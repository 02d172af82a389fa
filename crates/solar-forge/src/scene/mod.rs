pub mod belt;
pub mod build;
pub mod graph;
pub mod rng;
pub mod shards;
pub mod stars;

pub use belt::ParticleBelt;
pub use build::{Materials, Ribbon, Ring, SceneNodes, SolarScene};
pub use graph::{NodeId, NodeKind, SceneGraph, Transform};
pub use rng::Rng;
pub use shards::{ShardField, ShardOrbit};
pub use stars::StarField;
——————————
WHAT IS EXPECTED ->
Set all the entries above down again exactly.

WRITTEN ANSWER ->
repository 02d172af82a389fa
filename crates/solar-forge/src/scene/mod.rs
pub mod belt;
pub mod build;
pub mod graph;
pub mod rng;
pub mod shards;
pub mod stars;

pub use belt::ParticleBelt;
pub use build::{Materials, Ribbon, Ring, SceneNodes, SolarScene};
pub use graph::{NodeId, NodeKind, SceneGraph, Transform};
pub use rng::Rng;
pub use shards::{ShardField, ShardOrbit};
pub use stars::StarField;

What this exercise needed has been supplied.